▸ Stored items
○ ○ ○ ○ ○

//! Completion request configuration.
//!
//! One [`CompletionConfig`] covers a single operation and is immutable for
//! its duration. Fields carry serde defaults so hosts can deserialize the
//! struct straight from a settings file, omitting anything they don't set.

use crate::{Error, Result};
use serde::{Deserialize, Serialize};
use std::time::Duration;
use url::Url;

/// Hosted default endpoint. Requests here require a credential.
pub const DEFAULT_ENDPOINT: &str = "https://api.openai.com/v1";

/// Default model identifier.
pub const DEFAULT_MODEL: &str = "gpt-3.5-turbo";

#[derive(Debug, Clone, Serialize, Deserialize)]
#[serde(default)]
pub struct CompletionConfig {
    /// Base URL; `/chat/completions` is appended by the transport.
    pub endpoint: String,

    /// Bearer credential. Falls back to `OPENAI_API_KEY` when unset.
    #[serde(skip_serializing_if = "Option::is_none")]
    pub api_key: Option<String>,

    pub model: String,

    /// Emitted first, role `system`, when non-empty.
    pub system_prompt: String,

    /// Leading user instruction; `Continue` falls back to a fixed literal
    /// when empty.
    pub user_prompt: String,

    /// Trailing assistant message for `Rewrite`, when non-empty.
    pub assistant_prompt: String,

    /// Characters of document text gathered before the selection.
    pub context_before_chars: usize,

    /// Characters of document text gathered after the selection.
    pub context_after_chars: usize,

    /// Echo the selected fragment into the context block for `Rewrite`.
    pub include_selection_in_context: bool,

    /// Upper bound on sequential completion attempts.
    pub max_attempts: u32,

    /// Pause between attempts, in milliseconds.
    pub retry_delay_ms: u64,
}

impl Default for CompletionConfig {
    fn default() -> Self {
        Self {
            endpoint: DEFAULT_ENDPOINT.to_string(),
            api_key: None,
            model: DEFAULT_MODEL.to_string(),
            system_prompt: String::new(),
            user_prompt: String::new(),
            assistant_prompt: String::new(),
            context_before_chars: 500,
            context_after_chars: 200,
            include_selection_in_context: false,
            max_attempts: 10,
            retry_delay_ms: 1000,
        }
    }
}

impl CompletionConfig {
    pub fn retry_delay(&self) -> Duration {
        Duration::from_millis(self.retry_delay_ms)
    }

    /// Resolve the credential: explicit config first, then the environment.
    pub fn credential(&self) -> Option<String> {
        self.api_key
            .clone()
            .or_else(|| std::env::var("OPENAI_API_KEY").ok())
    }

    /// Caller-level precondition check, run before any network call.
    ///
    /// The hosted default endpoint rejects unauthenticated requests, so a
    /// missing credential there is a configuration error rather than ten
    /// doomed attempts.
    pub fn validate(&self) -> Result<()> {
        let url = Url::parse(&self.endpoint).map_err(|e| {
            Error::Configuration(format!("invalid endpoint URL {:?}: {}", self.endpoint, e))
        })?;

        if url.host_str() == Some("api.openai.com") && self.credential().is_none() {
            return Err(Error::Configuration(
                "an API key is required for the hosted default endpoint".to_string(),
            ));
        }

        Ok(())
    }
}

#[cfg(test)]
mod tests {
    use super::*;

    #[test]
    fn defaults_match_documented_values() {
        let config = CompletionConfig::default();
        assert_eq!(config.endpoint, DEFAULT_ENDPOINT);
        assert_eq!(config.model, DEFAULT_MODEL);
        assert_eq!(config.context_before_chars, 500);
        assert_eq!(config.context_after_chars, 200);
        assert!(!config.include_selection_in_context);
        assert_eq!(config.max_attempts, 10);
        assert_eq!(config.retry_delay(), Duration::from_millis(1000));
    }

    #[test]
    fn deserializes_with_partial_fields() {
        let config: CompletionConfig = serde_json::from_str(
            r#"{"model": "gpt-4o-mini", "system_prompt": "Be terse.", "max_attempts": 3}"#,
        )
        .unwrap();
        assert_eq!(config.model, "gpt-4o-mini");
        assert_eq!(config.system_prompt, "Be terse.");
        assert_eq!(config.max_attempts, 3);
        assert_eq!(config.endpoint, DEFAULT_ENDPOINT);
    }

    #[test]
    fn hosted_endpoint_requires_credential() {
        std::env::remove_var("OPENAI_API_KEY");
        let config = CompletionConfig::default();
        assert!(matches!(
            config.validate(),
            Err(Error::Configuration(_))
        ));

        let with_key = CompletionConfig {
            api_key: Some("sk-test".to_string()),
            ..CompletionConfig::default()
        };
        assert!(with_key.validate().is_ok());
    }

    #[test]
    fn self_hosted_endpoint_allows_missing_credential() {
        std::env::remove_var("OPENAI_API_KEY");
        let config = CompletionConfig {
            endpoint: "http://localhost:8080/v1".to_string(),
            ..CompletionConfig::default()
        };
        assert!(config.validate().is_ok());
    }

    #[test]
    fn rejects_unparseable_endpoint() {
        let config = CompletionConfig {
            endpoint: "not a url".to_string(),
            ..CompletionConfig::default()
        };
        assert!(matches!(
            config.validate(),
            Err(Error::Configuration(_))
        ));
    }
}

○ ○ ○ ○ ○

▸ TASK TO COMPLETE
Transcribe the records in full, word for word.

▸ RESPONSE
//! Completion request configuration.
//!
//! One [`CompletionConfig`] covers a single operation and is immutable for
//! its duration. Fields carry serde defaults so hosts can deserialize the
//! struct straight from a settings file, omitting anything they don't set.

use crate::{Error, Result};
use serde::{Deserialize, Serialize};
use std::time::Duration;
use url::Url;

/// Hosted default endpoint. Requests here require a credential.
pub const DEFAULT_ENDPOINT: &str = "https://api.openai.com/v1";

/// Default model identifier.
pub const DEFAULT_MODEL: &str = "gpt-3.5-turbo";

#[derive(Debug, Clone, Serialize, Deserialize)]
#[serde(default)]
pub struct CompletionConfig {
    /// Base URL; `/chat/completions` is appended by the transport.
    pub endpoint: String,

    /// Bearer credential. Falls back to `OPENAI_API_KEY` when unset.
    #[serde(skip_serializing_if = "Option::is_none")]
    pub api_key: Option<String>,

    pub model: String,

    /// Emitted first, role `system`, when non-empty.
    pub system_prompt: String,

    /// Leading user instruction; `Continue` falls back to a fixed literal
    /// when empty.
    pub user_prompt: String,

    /// Trailing assistant message for `Rewrite`, when non-empty.
    pub assistant_prompt: String,

    /// Characters of document text gathered before the selection.
    pub context_before_chars: usize,

    /// Characters of document text gathered after the selection.
    pub context_after_chars: usize,

    /// Echo the selected fragment into the context block for `Rewrite`.
    pub include_selection_in_context: bool,

    /// Upper bound on sequential completion attempts.
    pub max_attempts: u32,

    /// Pause between attempts, in milliseconds.
    pub retry_delay_ms: u64,
}

impl Default for CompletionConfig {
    fn default() -> Self {
        Self {
            endpoint: DEFAULT_ENDPOINT.to_string(),
            api_key: None,
            model: DEFAULT_MODEL.to_string(),
            system_prompt: String::new(),
            user_prompt: String::new(),
            assistant_prompt: String::new(),
            context_before_chars: 500,
            context_after_chars: 200,
            include_selection_in_context: false,
            max_attempts: 10,
            retry_delay_ms: 1000,
        }
    }
}

impl CompletionConfig {
    pub fn retry_delay(&self) -> Duration {
        Duration::from_millis(self.retry_delay_ms)
    }

    /// Resolve the credential: explicit config first, then the environment.
    pub fn credential(&self) -> Option<String> {
        self.api_key
            .clone()
            .or_else(|| std::env::var("OPENAI_API_KEY").ok())
    }

    /// Caller-level precondition check, run before any network call.
    ///
    /// The hosted default endpoint rejects unauthenticated requests, so a
    /// missing credential there is a configuration error rather than ten
    /// doomed attempts.
    pub fn validate(&self) -> Result<()> {
        let url = Url::parse(&self.endpoint).map_err(|e| {
            Error::Configuration(format!("invalid endpoint URL {:?}: {}", self.endpoint, e))
        })?;

        if url.host_str() == Some("api.openai.com") && self.credential().is_none() {
            return Err(Error::Configuration(
                "an API key is required for the hosted default endpoint".to_string(),
            ));
        }

        Ok(())
    }
}

#[cfg(test)]
mod tests {
    use super::*;

    #[test]
    fn defaults_match_documented_values() {
        let config = CompletionConfig::default();
        assert_eq!(config.endpoint, DEFAULT_ENDPOINT);
        assert_eq!(config.model, DEFAULT_MODEL);
        assert_eq!(config.context_before_chars, 500);
        assert_eq!(config.context_after_chars, 200);
        assert!(!config.include_selection_in_context);
        assert_eq!(config.max_attempts, 10);
        assert_eq!(config.retry_delay(), Duration::from_millis(1000));
    }

    #[test]
    fn deserializes_with_partial_fields() {
        let config: CompletionConfig = serde_json::from_str(
            r#"{"model": "gpt-4o-mini", "system_prompt": "Be terse.", "max_attempts": 3}"#,
        )
        .unwrap();
        assert_eq!(config.model, "gpt-4o-mini");
        assert_eq!(config.system_prompt, "Be terse.");
        assert_eq!(config.max_attempts, 3);
        assert_eq!(config.endpoint, DEFAULT_ENDPOINT);
    }

    #[test]
    fn hosted_endpoint_requires_credential() {
        std::env::remove_var("OPENAI_API_KEY");
        let config = CompletionConfig::default();
        assert!(matches!(
            config.validate(),
            Err(Error::Configuration(_))
        ));

        let with_key = CompletionConfig {
            api_key: Some("sk-test".to_string()),
            ..CompletionConfig::default()
        };
        assert!(with_key.validate().is_ok());
    }

    #[test]
    fn self_hosted_endpoint_allows_missing_credential() {
        std::env::remove_var("OPENAI_API_KEY");
        let config = CompletionConfig {
            endpoint: "http://localhost:8080/v1".to_string(),
            ..CompletionConfig::default()
        };
        assert!(config.validate().is_ok());
    }

    #[test]
    fn rejects_unparseable_endpoint() {
        let config = CompletionConfig {
            endpoint: "not a url".to_string(),
            ..CompletionConfig::default()
        };
        assert!(matches!(
            config.validate(),
            Err(Error::Configuration(_))
        ));
    }
}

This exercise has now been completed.